Firstly, extracting features of a text picture through a deep convolutional neural network to obtain an initial feature map of the text picture. The deep convolutional neural network comprises a convolutional layer, a downsampling layer, a normalization layer and the like. The difference between the embodiment of the disclosure and the existing convolutional neural network is that the convolutional features of the scene text picture are subjected to maximum downsampling to obtain an initial feature map. And (3) downsampling the depth convolution neural network by using the maximum value of which the two scales are (2, 1) and the step length is (2, 1) to obtain an initial characteristic diagram. The size of the initial feature map is c×h×w. Wherein, C is R, G, B channels, H is the height of the picture or the characteristic slice, and W is the width of the picture or the characteristic slice. The scale of the sliding window for the maximum downsampling is (2, 1), i.e. the width of the sliding window is 2 and the height is 1, in pixel values. The step size of the sliding window for maximum downsampling is (2, 1), i.e. sliding 2 pixel values from left to right and 1 pixel value from top to bottom. Of course, the values for the dimensions and steps described above are merely examples, which are not limiting in this disclosure.

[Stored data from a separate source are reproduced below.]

//! Station sync client.
//!
//! Every call is a single request with no retry. A failed push is reported
//! and the run stays pending until it is sent again. Batches run
//! sequentially and are not atomic: runs accepted before a failure stay sent.

use serde_json::{Map, Value as JsonValue};
use std::sync::Arc;
use std::time::Duration;

use tracing::{info, warn};

use crate::catalog::{Catalog, RoutineImportReport};
use crate::config::{MonitorConfig, StationConfig};
use crate::error::{AppResult, LabError};
use crate::error_recovery::BackoffPolicy;
use crate::model::{DesignId, RunId, RunStatus, StageId, Station, StationId};
use crate::runs::collect_pairs;
use crate::store::{ParameterScope, Store};

use super::monitor::{spawn_monitor, MonitorHandle, MonitorKind, MonitorTarget};
use super::protocol::{
    active_parameters, parse_experiment_types, ExperimentPayload, RunTableEntry, StationOverview,
    ADD_EXPERIMENT_PATH, EXPERIMENT_TYPES_PATH, OVERVIEW_PATH, RUN_TABLES_PATH, START_PATH,
    STOP_PATH,
};
use super::transport::{Credential, Method, StationRequest, StationResponse, StationTransport};

/// Basic-auth user name paired with a station's API key.
pub const API_KEY_USER: &str = "apikey";

/// Outcome of a batch push.
#[derive(Debug, Clone, Default, PartialEq, Eq)]
pub struct BatchReport {
    pub sent: Vec<RunId>,
    /// Runs the station refused or could not receive, with the reason.
    pub failed: Vec<(RunId, String)>,
    /// Requested ids that do not belong to the stage.
    pub ignored: Vec<RunId>,
}

impl BatchReport {
    pub fn is_complete(&self) -> bool {
        self.failed.is_empty()
    }

    fn absorb(&mut self, other: BatchReport) {
        self.sent.extend(other.sent);
        self.failed.extend(other.failed);
        self.ignored.extend(other.ignored);
    }
}

/// Outcome of pushing several stages of a design.
#[derive(Debug, Clone, Default, PartialEq, Eq)]
pub struct StagesReport {
    pub submitted: Vec<StageId>,
    /// Requested stage ids outside the design.
    pub ignored: Vec<StageId>,
    pub runs: BatchReport,
}

#[derive(Clone)]
pub struct StationClient {
    store: Arc<Store>,
    transport: Arc<dyn StationTransport>,
    scheme: String,
    monitor: MonitorConfig,
}

impl std::fmt::Debug for StationClient {
    fn fmt(&self, f: &mut std::fmt::Formatter<'_>) -> std::fmt::Result {
        f.debug_struct("StationClient")
            .field("scheme", &self.scheme)
            .field("monitor", &self.monitor)
            .finish_non_exhaustive()
    }
}

fn credential(station: &Station) -> Option<Credential> {
    station.api_key.as_ref().map(|key| Credential {
        username: API_KEY_USER.to_string(),
        password: key.clone(),
    })
}

impl StationClient {
    pub fn new(
        store: Arc<Store>,
        transport: Arc<dyn StationTransport>,
        station: &StationConfig,
        monitor: MonitorConfig,
    ) -> Self {
        Self {
            store,
            transport,
            scheme: station.scheme.clone(),
            monitor,
        }
    }

    /// `{scheme}://{address}/api/{path}`
    pub fn endpoint(&self, address: &str, path: &str) -> String {
        format!("{}://{}/api/{}", self.scheme, address, path)
    }

    fn request(&self, station: &Station, method: Method, path: &str) -> StationRequest {
        StationRequest::new(method, self.endpoint(&station.address, path))
            .with_credential(credential(station))
    }

    /// Send and require a 2xx reply.
    async fn exchange(
        &self,
        station: &Station,
        request: StationRequest,
    ) -> AppResult<StationResponse> {
        let response = self.transport.send(request).await.map_err(|e| {
            LabError::RemoteUnreachable {
                address: station.address.clone(),
                reason: e.to_string(),
            }
        })?;
        if !response.is_success() {
            return Err(LabError::RemoteStatus {
                address: station.address.clone(),
                status: response.status,
                body: response.body,
            });
        }
        Ok(response)
    }

    fn station(&self, id: StationId) -> AppResult<Station> {
        self.store.read(|t| t.station(id).cloned())
    }

    // -------------------------------------------------------------------------
    // Routine sync
    // -------------------------------------------------------------------------

    /// Fetch the station's experiment types and import the new ones.
    pub async fn pull_routines(&self, station_id: StationId) -> AppResult<RoutineImportReport> {
        let station = self.station(station_id)?;
        let request = self.request(&station, Method::Get, EXPERIMENT_TYPES_PATH);
        let response = self.exchange(&station, request).await?;

        let protocol_error = |reason: String| LabError::RemoteProtocol {
            address: station.address.clone(),
            reason,
        };
        let body: JsonValue = response
            .json()
            .map_err(|e| protocol_error(format!("malformed JSON: {e}")))?;
        let definitions = parse_experiment_types(&body).map_err(protocol_error)?;

        Catalog::new(self.store.clone()).import_routines(station_id, &definitions)
    }

    // -------------------------------------------------------------------------
    // Dispatch
    // -------------------------------------------------------------------------

    fn payload(&self, run_id: RunId) -> AppResult<(Station, ExperimentPayload)> {
        self.store.read(|t| {
            let run = t.run(run_id)?;
            let stage = t.stage(run.stage_id)?;
            let design = t.design(stage.design_id)?;
            let station = t.station(design.station_id)?.clone();
            let routine = t.routine(stage.routine_id)?;
            let payload = ExperimentPayload {
                experiment_id: ExperimentPayload::experiment_id(
                    &design.name,
                    &stage.sanitized_name(),
                    run_id,
                ),
                experiment_type: routine.name.clone(),
                parameters: collect_pairs(t, run_id, ParameterScope::All)?,
            };
            Ok((station, payload))
        })
    }

    /// Send one run. On a 2xx reply the run is marked sent; otherwise it keeps
    /// its status.
    pub async fn push_run(&self, run_id: RunId) -> AppResult<()> {
        let (station, payload) = self.payload(run_id)?;
        let request = self
            .request(&station, Method::Post, ADD_EXPERIMENT_PATH)
            .with_form(payload.to_form());
        self.exchange(&station, request).await?;

        self.store.write(|t| {
            t.run_mut(run_id)?.status = RunStatus::Sent;
            Ok(())
        })?;
        info!(run = %run_id, experiment_id = %payload.experiment_id, "run sent to station");
        Ok(())
    }

    /// Send the listed runs of a stage one after another. Ids outside the
    /// stage are ignored; a failing run does not stop the batch.
    pub async fn push_batch(&self, stage_id: StageId, run_ids: &[RunId]) -> AppResult<BatchReport> {
        let in_stage: Vec<RunId> = self.store.read(|t| {
            t.stage(stage_id)?;
            Ok(t.stage_runs(stage_id).iter().map(|r| r.id).collect())
        })?;

        let mut report = BatchReport::default();
        for &run_id in run_ids {
            if !in_stage.contains(&run_id) {
                warn!(stage = %stage_id, run = %run_id, "ignoring run outside stage");
                report.ignored.push(run_id);
                continue;
            }
            match self.push_run(run_id).await {
                Ok(()) => report.sent.push(run_id),
                Err(e) => {
                    warn!(stage = %stage_id, run = %run_id, error = %e, "run push failed");
                    report.failed.push((run_id, e.to_string()));
                }
            }
        }
        info!(
            stage = %stage_id,
            sent = report.sent.len(),
            failed = report.failed.len(),
            ignored = report.ignored.len(),
            "batch push finished"
        );
        Ok(report)
    }

    /// Send every run of a stage.
    pub async fn push_stage(&self, stage_id: StageId) -> AppResult<BatchReport> {
        let run_ids: Vec<RunId> = self.store.read(|t| {
            t.stage(stage_id)?;
            Ok(t.stage_runs(stage_id).iter().map(|r| r.id).collect())
        })?;
        self.push_batch(stage_id, &run_ids).await
    }

    /// Send every run of the listed stages that belong to `design_id`.
    pub async fn push_stages(&self, design_id: DesignId, stage_ids: &[StageId]) -> AppResult<StagesReport> {
        let in_design: Vec<StageId> = self.store.read(|t| {
            t.design(design_id)?;
            Ok(t.design_stages(design_id).iter().map(|s| s.id).collect())
        })?;

        let mut report = StagesReport::default();
        for &stage_id in stage_ids {
            if !in_design.contains(&stage_id) {
                warn!(design = %design_id, stage = %stage_id, "ignoring stage outside design");
                report.ignored.push(stage_id);
                continue;
            }
            let batch = self.push_stage(stage_id).await?;
            report.runs.absorb(batch);
            report.submitted.push(stage_id);
        }
        info!(design = %design_id, stages = report.submitted.len(), "stages submitted");
        Ok(report)
    }

    // -------------------------------------------------------------------------
    // Monitoring
    // -------------------------------------------------------------------------

    /// Normalized overview; an unreachable or misbehaving station is offline.
    pub async fn station_overview(&self, station_id: StationId) -> AppResult<StationOverview> {
        let station = self.station(station_id)?;
        Ok(self.overview_of(&station).await)
    }

    async fn overview_of(&self, station: &Station) -> StationOverview {
        let request = self.request(station, Method::Post, OVERVIEW_PATH);
        let parsed = match self.exchange(station, request).await {
            Ok(response) => response
                .json::<StationOverview>()
                .map_err(|e| e.to_string()),
            Err(e) => Err(e.to_string()),
        };
        match parsed {
            Ok(overview) => overview.normalized(),
            Err(reason) => {
                warn!(station = %station.id, error = %reason, "station offline");
                StationOverview::offline()
            }
        }
    }

    /// Overview of every registered station, in id order.
    pub async fn overview_all(&self) -> AppResult<Vec<(Station, StationOverview)>> {
        let stations = self
            .store
            .read(|t| Ok(t.stations.values().cloned().collect::<Vec<_>>()))?;
        let mut overviews = Vec::with_capacity(stations.len());
        for station in stations {
            let overview = self.overview_of(&station).await;
            overviews.push((station, overview));
        }
        Ok(overviews)
    }

    async fn run_tables(&self, station: &Station) -> AppResult<Vec<RunTableEntry>> {
        let request = self.request(station, Method::Post, RUN_TABLES_PATH);
        let response = self.exchange(station, request).await?;
        response.json().map_err(|e| LabError::RemoteProtocol {
            address: station.address.clone(),
            reason: format!("malformed run tables: {e}"),
        })
    }

    /// Parameters of the experiment the station is running, if any.
    pub async fn active_experiment_parameters(&self, station_id: StationId) -> AppResult<Option<Map<String, JsonValue>>> {
        let station = self.station(station_id)?;
        let tables = self.run_tables(&station).await?;
        Ok(active_parameters(&tables))
    }

    /// Current value of one parameter of the running experiment.
    pub async fn active_experiment_value(
        &self,
        station_id: StationId,
        parameter_name: &str,
    ) -> AppResult<Option<JsonValue>> {
        Ok(self
            .active_experiment_parameters(station_id)
            .await?
            .and_then(|mut params| params.remove(parameter_name)))
    }

    pub async fn start_station(&self, station_id: StationId) -> AppResult<()> {
        let station = self.station(station_id)?;
        let request = self.request(&station, Method::Post, START_PATH);
        self.exchange(&station, request).await?;
        info!(station = %station_id, "station started");
        Ok(())
    }

    pub async fn stop_station(&self, station_id: StationId) -> AppResult<()> {
        let station = self.station(station_id)?;
        let request = self.request(&station, Method::Post, STOP_PATH);
        self.exchange(&station, request).await?;
        info!(station = %station_id, "station stopped");
        Ok(())
    }

    /// Start a monitoring stream with the configured interval and backoff.
    pub fn monitor(&self, station_id: StationId, kind: MonitorKind) -> AppResult<MonitorHandle> {
        let station = self.station(station_id)?;
        let interval_ms = match kind {
            MonitorKind::Updates => self.monitor.updates_interval_ms,
            MonitorKind::RunTables => self.monitor.run_tables_interval_ms,
        };
        let target = MonitorTarget {
            kind,
            url: self.endpoint(&station.address, kind.path()),
            credential: credential(&station),
            interval: Duration::from_millis(interval_ms),
            backoff: BackoffPolicy::from(&self.monitor),
        };
        Ok(spawn_monitor(self.transport.clone(), target))
    }
}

For example, the size of the input text picture is 3×64×160, and after convolution, maximum downsampling, and the like, the size of the initial feature map is 2048×4×40. I.e. the text pictures of 64 x 160 are scaled equally, the extraneous information is removed, so that the information is more concentrated. Regarding 4 x 40 as a plane formed by characteristic slices, for each point on the plane, the characteristics on the point are expressed through 2048 channels, so that the accuracy of characteristic extraction is improved.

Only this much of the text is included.